TASK GOAL: Would you count how many lines of the material below hold the string "scene"? Give only the number.
** RECORDS SHOWN follows **
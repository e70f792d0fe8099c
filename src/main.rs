use anyhow::Context;

use crate::{abs::App, scene::CubeScene, settings::Settings};

mod abs;
mod cube;
mod error;
mod lifecycle;
mod logging;
mod other;
mod scene;
mod settings;
mod transform;

fn main() -> anyhow::Result<()> {
    logging::init_logging().context("failed to initialize logging")?;

    let settings = Settings::load().context("failed to load settings")?;
    log::debug!("{settings:?}");

    let mut app = App::new(
        &settings.title,
        settings.width,
        settings.height,
        settings.fullscreen,
    )
    .context("failed to open window")?;

    let (width, height) = app.window.drawable_size();
    let mut scene = CubeScene::new(settings, width, height);
    app.run(&mut scene).context("render loop failed")?;

    log::info!("exited in state {:?}", scene.state());
    Ok(())
}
** End of RECORDS SHOWN **
SOLUTION FOR THIS PROBLEM: 5